-------- Given records
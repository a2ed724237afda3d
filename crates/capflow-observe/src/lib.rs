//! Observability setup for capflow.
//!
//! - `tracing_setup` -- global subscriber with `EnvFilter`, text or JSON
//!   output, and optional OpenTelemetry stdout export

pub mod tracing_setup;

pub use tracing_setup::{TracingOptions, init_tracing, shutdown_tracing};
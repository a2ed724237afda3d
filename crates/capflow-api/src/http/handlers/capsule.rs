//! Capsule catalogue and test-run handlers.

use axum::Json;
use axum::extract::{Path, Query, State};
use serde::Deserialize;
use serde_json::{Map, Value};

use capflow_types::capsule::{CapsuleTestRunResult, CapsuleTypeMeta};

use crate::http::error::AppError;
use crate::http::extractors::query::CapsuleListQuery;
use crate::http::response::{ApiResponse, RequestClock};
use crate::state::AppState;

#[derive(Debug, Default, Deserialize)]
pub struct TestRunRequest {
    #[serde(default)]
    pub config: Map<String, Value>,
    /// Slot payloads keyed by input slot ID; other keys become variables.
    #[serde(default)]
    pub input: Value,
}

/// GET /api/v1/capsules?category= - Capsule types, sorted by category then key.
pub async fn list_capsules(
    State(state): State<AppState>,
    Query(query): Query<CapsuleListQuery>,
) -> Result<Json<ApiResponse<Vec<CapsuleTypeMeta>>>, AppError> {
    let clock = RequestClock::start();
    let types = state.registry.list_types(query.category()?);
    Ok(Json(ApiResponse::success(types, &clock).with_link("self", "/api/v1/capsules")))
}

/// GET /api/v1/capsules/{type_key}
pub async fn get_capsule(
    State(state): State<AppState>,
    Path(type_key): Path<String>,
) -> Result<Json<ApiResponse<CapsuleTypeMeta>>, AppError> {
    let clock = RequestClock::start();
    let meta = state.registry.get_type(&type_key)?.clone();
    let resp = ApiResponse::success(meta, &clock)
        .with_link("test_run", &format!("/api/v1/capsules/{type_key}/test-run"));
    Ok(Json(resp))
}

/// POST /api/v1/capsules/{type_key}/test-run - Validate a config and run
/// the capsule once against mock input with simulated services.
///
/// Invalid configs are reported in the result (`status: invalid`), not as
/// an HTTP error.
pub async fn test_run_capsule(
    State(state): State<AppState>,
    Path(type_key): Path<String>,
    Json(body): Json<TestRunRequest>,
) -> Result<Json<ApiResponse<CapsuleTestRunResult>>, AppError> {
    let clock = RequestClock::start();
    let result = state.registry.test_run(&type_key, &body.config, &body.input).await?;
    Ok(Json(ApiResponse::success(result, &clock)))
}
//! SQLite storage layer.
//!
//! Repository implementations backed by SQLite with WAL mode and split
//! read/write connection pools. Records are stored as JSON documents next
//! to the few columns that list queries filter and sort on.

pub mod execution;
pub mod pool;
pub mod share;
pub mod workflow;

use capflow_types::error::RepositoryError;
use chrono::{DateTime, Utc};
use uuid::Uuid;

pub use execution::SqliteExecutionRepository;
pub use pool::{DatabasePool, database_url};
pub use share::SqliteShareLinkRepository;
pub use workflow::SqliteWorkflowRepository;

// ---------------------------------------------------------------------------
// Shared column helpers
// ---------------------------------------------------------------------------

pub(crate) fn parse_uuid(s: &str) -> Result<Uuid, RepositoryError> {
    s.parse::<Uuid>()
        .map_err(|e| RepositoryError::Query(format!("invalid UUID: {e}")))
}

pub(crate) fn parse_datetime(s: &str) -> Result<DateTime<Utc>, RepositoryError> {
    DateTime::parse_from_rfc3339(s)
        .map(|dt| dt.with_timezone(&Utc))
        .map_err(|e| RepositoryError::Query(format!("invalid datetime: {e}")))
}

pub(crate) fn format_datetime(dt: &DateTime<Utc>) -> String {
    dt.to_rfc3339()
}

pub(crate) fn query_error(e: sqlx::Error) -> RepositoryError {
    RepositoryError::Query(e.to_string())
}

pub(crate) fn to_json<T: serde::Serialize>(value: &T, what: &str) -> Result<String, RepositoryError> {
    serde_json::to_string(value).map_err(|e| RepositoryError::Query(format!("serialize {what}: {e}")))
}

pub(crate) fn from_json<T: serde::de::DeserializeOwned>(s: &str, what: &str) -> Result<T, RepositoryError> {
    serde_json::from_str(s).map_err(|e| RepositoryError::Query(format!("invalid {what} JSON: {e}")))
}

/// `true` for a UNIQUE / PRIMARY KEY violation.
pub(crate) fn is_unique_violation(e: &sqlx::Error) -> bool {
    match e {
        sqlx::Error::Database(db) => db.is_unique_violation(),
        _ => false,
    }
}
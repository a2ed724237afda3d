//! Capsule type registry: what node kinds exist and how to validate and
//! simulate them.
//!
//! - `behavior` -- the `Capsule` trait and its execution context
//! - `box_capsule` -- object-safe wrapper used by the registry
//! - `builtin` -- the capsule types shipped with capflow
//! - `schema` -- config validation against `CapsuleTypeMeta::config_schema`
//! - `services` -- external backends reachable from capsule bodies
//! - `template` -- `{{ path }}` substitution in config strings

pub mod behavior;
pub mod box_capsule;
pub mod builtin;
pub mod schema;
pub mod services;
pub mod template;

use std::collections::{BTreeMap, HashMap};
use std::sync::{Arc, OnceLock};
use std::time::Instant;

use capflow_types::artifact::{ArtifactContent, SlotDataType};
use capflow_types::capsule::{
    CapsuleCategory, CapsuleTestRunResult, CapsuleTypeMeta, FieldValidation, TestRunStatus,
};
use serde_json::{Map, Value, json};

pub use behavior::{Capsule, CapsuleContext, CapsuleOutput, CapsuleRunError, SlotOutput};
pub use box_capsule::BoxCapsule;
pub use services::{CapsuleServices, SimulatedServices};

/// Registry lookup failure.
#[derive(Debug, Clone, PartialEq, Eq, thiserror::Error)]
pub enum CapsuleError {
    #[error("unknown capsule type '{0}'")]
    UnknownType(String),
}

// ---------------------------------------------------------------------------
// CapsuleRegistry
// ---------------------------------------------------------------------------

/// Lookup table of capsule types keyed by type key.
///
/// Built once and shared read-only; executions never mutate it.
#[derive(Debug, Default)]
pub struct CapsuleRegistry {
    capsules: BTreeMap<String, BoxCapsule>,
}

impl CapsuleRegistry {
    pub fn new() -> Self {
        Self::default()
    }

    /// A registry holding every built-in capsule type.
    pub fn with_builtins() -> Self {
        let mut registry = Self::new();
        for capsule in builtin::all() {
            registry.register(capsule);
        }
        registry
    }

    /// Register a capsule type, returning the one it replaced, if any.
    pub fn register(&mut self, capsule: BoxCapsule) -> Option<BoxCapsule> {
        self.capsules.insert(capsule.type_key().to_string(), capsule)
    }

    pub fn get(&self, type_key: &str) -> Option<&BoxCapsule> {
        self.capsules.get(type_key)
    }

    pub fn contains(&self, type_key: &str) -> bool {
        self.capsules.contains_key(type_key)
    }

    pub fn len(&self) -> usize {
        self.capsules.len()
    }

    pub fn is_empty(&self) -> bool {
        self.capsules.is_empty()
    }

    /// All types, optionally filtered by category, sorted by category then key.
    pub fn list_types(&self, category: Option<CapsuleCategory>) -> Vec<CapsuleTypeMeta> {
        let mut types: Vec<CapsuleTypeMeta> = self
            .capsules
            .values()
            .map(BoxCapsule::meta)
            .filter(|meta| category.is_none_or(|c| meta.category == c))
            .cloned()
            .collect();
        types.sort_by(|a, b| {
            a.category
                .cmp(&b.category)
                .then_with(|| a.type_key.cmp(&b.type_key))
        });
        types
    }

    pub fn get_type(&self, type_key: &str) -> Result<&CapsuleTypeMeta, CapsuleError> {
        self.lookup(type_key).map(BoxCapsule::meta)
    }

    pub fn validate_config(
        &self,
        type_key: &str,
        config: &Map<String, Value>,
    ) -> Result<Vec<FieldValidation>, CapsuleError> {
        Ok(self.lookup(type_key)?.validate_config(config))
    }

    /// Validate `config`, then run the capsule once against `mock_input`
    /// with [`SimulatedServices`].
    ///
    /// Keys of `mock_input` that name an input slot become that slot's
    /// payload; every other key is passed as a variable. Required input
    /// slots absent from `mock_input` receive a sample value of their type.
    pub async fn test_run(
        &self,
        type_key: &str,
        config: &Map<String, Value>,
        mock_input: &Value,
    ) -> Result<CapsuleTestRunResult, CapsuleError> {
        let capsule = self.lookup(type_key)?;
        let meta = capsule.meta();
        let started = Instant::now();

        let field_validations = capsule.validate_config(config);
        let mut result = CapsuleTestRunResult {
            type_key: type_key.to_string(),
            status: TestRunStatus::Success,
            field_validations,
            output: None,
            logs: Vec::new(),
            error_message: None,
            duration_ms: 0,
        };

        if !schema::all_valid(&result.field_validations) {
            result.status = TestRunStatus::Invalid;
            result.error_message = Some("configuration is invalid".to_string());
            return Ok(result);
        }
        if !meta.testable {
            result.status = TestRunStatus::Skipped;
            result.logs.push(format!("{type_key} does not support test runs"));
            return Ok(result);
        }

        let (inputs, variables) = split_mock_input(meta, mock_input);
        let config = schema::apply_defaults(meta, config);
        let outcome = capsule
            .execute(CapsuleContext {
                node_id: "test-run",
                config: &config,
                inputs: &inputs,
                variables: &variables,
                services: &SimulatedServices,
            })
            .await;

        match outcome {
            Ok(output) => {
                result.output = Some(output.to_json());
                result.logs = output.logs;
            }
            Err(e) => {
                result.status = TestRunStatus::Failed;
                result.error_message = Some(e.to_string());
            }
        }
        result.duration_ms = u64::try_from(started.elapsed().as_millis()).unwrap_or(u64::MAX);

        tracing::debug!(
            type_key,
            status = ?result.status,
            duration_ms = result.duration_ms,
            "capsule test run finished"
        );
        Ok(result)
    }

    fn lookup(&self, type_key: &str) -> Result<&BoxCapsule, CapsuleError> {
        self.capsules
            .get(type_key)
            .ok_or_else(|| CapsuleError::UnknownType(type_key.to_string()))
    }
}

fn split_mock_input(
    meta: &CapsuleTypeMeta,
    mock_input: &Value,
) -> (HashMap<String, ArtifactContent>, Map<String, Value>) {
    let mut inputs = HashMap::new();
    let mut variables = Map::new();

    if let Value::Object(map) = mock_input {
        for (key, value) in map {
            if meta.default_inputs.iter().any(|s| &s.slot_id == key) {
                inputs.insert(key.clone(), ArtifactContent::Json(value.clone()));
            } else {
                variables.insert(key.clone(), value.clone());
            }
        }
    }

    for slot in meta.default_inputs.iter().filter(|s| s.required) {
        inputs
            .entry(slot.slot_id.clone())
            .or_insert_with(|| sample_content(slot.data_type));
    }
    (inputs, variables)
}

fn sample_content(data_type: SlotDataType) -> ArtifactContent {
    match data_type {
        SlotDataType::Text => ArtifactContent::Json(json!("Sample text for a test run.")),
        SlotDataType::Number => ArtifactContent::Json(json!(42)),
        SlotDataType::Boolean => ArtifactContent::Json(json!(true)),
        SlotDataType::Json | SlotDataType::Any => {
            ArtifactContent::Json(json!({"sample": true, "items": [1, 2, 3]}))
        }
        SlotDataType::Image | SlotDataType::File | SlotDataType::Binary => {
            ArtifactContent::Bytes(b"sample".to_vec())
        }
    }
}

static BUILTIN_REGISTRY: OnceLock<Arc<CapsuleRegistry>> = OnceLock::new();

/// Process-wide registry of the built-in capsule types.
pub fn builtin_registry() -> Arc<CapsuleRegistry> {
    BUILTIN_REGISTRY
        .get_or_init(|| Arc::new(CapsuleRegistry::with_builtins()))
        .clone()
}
----------------
▶ _Problem details_
Return, please, the lines of the data from the first through the line containing "#[derive(Debug, Default, Deserialize)]", both kept, exactly as they stand and nothing more.

▶ _Solution to this task_
repository a2ed724237afda3d
filename crates/capflow-observe/src/lib.rs
//! Observability setup for capflow.
//!
//! - `tracing_setup` -- global subscriber with `EnvFilter`, text or JSON
//!   output, and optional OpenTelemetry stdout export

pub mod tracing_setup;

pub use tracing_setup::{TracingOptions, init_tracing, shutdown_tracing};
repository a2ed724237afda3d
filename crates/capflow-api/src/http/handlers/capsule.rs
//! Capsule catalogue and test-run handlers.

use axum::Json;
use axum::extract::{Path, Query, State};
use serde::Deserialize;
use serde_json::{Map, Value};

use capflow_types::capsule::{CapsuleTestRunResult, CapsuleTypeMeta};

use crate::http::error::AppError;
use crate::http::extractors::query::CapsuleListQuery;
use crate::http::response::{ApiResponse, RequestClock};
use crate::state::AppState;

#[derive(Debug, Default, Deserialize)]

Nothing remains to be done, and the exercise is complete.